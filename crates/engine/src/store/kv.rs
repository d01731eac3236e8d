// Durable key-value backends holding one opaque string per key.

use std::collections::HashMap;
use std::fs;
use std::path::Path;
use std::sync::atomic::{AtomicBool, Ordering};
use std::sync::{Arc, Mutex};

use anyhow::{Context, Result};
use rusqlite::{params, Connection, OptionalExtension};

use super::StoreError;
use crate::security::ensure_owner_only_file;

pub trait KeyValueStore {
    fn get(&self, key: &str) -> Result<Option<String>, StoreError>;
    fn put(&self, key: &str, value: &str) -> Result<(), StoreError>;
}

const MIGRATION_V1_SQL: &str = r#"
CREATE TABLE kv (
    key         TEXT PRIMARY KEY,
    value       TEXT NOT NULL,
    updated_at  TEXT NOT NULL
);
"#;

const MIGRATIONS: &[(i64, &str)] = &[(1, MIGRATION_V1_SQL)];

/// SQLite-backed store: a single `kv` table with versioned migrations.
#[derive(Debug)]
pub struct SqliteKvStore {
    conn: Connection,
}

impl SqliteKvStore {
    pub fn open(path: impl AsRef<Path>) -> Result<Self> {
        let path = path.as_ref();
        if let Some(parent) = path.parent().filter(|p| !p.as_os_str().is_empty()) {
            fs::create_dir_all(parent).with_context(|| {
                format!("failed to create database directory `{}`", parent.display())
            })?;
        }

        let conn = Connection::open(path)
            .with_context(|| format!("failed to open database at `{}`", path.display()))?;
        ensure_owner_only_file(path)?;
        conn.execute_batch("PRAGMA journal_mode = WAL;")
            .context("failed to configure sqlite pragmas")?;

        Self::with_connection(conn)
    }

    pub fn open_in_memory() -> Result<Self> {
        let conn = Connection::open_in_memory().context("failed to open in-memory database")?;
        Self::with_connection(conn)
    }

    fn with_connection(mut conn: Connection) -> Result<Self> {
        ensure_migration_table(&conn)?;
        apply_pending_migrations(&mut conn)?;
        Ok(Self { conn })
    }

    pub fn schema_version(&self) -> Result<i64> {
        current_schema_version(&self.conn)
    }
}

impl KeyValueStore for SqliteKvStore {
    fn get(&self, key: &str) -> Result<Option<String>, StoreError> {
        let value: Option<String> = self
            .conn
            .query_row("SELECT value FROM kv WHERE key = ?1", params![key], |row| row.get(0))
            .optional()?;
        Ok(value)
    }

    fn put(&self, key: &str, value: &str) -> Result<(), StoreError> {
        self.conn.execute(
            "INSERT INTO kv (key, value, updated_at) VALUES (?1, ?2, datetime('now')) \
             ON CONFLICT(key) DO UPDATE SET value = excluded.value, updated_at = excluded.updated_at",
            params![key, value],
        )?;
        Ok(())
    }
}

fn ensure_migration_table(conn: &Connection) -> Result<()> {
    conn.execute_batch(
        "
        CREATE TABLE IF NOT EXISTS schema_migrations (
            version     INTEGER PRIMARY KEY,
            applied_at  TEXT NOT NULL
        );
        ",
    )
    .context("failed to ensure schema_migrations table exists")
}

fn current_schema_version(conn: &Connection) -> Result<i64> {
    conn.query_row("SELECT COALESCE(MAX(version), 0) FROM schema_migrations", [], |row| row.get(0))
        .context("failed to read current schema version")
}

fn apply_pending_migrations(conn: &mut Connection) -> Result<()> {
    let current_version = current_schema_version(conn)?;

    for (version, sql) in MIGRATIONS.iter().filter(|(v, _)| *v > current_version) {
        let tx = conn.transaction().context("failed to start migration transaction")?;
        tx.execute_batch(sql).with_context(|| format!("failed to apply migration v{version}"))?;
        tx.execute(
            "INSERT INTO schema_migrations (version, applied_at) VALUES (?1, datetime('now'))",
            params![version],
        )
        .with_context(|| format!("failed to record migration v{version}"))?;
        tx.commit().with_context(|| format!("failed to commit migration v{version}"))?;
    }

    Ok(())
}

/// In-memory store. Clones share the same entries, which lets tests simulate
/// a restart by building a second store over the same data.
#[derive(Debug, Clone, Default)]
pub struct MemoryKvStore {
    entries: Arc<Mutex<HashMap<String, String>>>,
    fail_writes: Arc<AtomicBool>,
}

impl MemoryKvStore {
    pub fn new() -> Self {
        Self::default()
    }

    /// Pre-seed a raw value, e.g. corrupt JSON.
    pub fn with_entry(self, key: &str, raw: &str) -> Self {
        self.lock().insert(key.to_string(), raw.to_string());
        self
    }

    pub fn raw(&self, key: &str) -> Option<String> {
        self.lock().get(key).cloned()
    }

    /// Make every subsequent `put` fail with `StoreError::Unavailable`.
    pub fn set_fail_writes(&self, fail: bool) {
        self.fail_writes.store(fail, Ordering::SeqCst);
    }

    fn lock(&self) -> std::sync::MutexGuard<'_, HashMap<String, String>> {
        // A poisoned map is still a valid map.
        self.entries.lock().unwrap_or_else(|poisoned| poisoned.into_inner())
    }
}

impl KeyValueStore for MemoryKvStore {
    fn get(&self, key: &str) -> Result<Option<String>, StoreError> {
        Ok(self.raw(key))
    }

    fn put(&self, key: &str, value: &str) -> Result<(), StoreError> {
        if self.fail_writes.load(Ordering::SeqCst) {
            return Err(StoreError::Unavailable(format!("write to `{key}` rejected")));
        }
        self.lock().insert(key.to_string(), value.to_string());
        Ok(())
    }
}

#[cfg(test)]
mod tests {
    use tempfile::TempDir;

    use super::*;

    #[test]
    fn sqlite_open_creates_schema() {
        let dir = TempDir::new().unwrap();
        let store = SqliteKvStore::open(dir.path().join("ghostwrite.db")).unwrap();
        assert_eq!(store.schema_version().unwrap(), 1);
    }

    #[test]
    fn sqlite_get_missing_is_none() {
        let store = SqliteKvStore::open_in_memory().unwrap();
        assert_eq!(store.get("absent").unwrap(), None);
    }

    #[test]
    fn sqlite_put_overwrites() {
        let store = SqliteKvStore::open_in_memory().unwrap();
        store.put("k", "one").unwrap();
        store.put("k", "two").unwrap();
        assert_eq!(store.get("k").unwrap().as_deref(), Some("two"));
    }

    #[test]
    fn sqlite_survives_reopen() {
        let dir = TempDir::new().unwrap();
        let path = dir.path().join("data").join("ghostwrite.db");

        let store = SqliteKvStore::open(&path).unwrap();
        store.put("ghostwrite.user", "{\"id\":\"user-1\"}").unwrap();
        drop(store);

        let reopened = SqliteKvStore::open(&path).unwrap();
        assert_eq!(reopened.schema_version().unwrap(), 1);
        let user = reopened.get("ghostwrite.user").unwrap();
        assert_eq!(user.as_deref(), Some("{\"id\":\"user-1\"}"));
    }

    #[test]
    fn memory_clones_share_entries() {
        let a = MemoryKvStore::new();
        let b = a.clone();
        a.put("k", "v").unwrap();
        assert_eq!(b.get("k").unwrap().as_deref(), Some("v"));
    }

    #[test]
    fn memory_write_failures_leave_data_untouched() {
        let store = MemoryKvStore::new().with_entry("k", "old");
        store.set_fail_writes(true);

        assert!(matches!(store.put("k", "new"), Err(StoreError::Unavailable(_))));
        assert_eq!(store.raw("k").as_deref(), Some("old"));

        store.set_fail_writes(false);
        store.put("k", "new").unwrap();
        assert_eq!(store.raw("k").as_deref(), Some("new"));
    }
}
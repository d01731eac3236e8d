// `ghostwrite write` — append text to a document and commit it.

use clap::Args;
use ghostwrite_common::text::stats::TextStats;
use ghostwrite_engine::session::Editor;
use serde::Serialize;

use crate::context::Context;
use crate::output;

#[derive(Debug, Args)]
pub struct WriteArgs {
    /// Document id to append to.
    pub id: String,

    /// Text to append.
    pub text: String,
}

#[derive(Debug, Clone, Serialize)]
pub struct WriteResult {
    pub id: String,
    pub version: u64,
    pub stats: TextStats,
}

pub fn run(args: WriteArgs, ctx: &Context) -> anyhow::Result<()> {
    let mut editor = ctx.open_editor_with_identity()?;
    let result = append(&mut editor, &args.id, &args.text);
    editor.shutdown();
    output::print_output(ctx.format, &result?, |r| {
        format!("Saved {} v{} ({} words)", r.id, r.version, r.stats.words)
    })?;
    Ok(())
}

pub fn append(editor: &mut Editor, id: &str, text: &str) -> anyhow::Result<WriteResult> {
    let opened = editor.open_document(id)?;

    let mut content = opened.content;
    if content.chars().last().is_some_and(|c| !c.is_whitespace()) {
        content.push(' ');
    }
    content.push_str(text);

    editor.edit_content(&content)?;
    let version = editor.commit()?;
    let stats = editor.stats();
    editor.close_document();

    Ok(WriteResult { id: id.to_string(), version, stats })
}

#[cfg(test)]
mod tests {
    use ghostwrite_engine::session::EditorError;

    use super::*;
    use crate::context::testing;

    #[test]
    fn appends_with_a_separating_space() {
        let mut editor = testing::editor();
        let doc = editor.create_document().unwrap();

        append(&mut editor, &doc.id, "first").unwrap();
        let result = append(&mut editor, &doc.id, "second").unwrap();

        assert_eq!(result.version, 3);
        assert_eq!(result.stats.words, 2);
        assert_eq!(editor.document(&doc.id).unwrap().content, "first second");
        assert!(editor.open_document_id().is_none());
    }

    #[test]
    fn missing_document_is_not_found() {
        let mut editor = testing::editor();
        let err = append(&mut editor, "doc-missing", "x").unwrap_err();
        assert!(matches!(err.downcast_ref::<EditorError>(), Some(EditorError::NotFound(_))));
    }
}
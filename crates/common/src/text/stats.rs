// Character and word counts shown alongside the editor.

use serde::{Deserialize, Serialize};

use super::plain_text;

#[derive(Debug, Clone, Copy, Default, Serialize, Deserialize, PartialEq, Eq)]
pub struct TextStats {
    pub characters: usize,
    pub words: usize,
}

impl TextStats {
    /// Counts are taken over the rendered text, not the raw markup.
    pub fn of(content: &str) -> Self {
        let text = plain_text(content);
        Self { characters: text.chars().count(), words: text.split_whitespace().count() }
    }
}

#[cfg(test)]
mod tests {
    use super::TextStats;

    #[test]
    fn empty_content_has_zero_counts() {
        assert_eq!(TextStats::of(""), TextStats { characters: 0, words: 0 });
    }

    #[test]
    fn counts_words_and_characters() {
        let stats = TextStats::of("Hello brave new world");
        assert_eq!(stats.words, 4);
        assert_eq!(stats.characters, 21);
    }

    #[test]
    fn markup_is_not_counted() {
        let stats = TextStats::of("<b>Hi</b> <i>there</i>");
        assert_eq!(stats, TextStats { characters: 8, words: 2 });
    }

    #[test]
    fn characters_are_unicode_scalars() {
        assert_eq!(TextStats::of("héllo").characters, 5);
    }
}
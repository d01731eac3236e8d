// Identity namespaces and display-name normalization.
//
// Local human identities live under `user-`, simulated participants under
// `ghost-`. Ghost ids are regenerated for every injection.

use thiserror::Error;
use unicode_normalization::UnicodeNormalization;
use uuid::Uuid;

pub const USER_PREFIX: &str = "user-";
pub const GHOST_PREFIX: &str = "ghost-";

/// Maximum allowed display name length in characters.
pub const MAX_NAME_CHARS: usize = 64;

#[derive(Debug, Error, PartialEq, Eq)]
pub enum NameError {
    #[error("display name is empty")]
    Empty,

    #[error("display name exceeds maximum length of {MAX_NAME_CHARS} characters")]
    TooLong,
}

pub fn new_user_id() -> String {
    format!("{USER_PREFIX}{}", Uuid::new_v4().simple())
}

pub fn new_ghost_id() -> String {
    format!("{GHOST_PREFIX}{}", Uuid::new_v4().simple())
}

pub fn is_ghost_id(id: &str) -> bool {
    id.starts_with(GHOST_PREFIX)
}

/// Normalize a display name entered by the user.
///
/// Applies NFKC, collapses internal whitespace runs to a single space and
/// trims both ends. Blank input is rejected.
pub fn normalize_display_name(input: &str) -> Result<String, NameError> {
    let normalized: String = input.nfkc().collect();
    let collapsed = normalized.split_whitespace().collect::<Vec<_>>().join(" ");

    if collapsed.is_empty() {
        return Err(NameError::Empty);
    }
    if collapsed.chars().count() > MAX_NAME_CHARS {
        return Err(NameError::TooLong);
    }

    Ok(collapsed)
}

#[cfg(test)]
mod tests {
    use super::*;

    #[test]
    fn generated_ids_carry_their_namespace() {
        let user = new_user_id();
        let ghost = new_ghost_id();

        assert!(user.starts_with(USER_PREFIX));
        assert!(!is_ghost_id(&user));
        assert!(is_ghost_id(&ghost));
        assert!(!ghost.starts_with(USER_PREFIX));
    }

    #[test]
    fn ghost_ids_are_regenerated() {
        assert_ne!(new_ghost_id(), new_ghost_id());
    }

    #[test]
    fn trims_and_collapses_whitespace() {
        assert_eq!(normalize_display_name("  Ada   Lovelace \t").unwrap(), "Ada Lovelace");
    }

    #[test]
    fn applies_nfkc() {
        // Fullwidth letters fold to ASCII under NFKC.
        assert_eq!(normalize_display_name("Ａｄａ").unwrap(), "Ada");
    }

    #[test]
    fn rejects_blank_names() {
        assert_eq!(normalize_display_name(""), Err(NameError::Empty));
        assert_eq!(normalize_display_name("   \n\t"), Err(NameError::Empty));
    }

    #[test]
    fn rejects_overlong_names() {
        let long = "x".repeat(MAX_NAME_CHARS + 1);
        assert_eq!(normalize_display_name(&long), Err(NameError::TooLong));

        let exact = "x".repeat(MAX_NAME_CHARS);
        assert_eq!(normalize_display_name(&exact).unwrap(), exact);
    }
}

§

▸ **WORK TO COMPLETE**
In the entries above, restate word for word the lines between the one holding "use tempfile::TempDir;" and the one holding "use ghostwrite_engine::session::Editor;", inclusive, and nothing besides.

▸ **RESPONSE TO THIS TASK**
    use tempfile::TempDir;

    use super::*;

    #[test]
    fn sqlite_open_creates_schema() {
        let dir = TempDir::new().unwrap();
        let store = SqliteKvStore::open(dir.path().join("ghostwrite.db")).unwrap();
        assert_eq!(store.schema_version().unwrap(), 1);
    }

    #[test]
    fn sqlite_get_missing_is_none() {
        let store = SqliteKvStore::open_in_memory().unwrap();
        assert_eq!(store.get("absent").unwrap(), None);
    }

    #[test]
    fn sqlite_put_overwrites() {
        let store = SqliteKvStore::open_in_memory().unwrap();
        store.put("k", "one").unwrap();
        store.put("k", "two").unwrap();
        assert_eq!(store.get("k").unwrap().as_deref(), Some("two"));
    }

    #[test]
    fn sqlite_survives_reopen() {
        let dir = TempDir::new().unwrap();
        let path = dir.path().join("data").join("ghostwrite.db");

        let store = SqliteKvStore::open(&path).unwrap();
        store.put("ghostwrite.user", "{\"id\":\"user-1\"}").unwrap();
        drop(store);

        let reopened = SqliteKvStore::open(&path).unwrap();
        assert_eq!(reopened.schema_version().unwrap(), 1);
        let user = reopened.get("ghostwrite.user").unwrap();
        assert_eq!(user.as_deref(), Some("{\"id\":\"user-1\"}"));
    }

    #[test]
    fn memory_clones_share_entries() {
        let a = MemoryKvStore::new();
        let b = a.clone();
        a.put("k", "v").unwrap();
        assert_eq!(b.get("k").unwrap().as_deref(), Some("v"));
    }

    #[test]
    fn memory_write_failures_leave_data_untouched() {
        let store = MemoryKvStore::new().with_entry("k", "old");
        store.set_fail_writes(true);

        assert!(matches!(store.put("k", "new"), Err(StoreError::Unavailable(_))));
        assert_eq!(store.raw("k").as_deref(), Some("old"));

        store.set_fail_writes(false);
        store.put("k", "new").unwrap();
        assert_eq!(store.raw("k").as_deref(), Some("new"));
    }
}
repository d01731eac3236e8d
// `ghostwrite write` — append text to a document and commit it.

use clap::Args;
use ghostwrite_common::text::stats::TextStats;
use ghostwrite_engine::session::Editor;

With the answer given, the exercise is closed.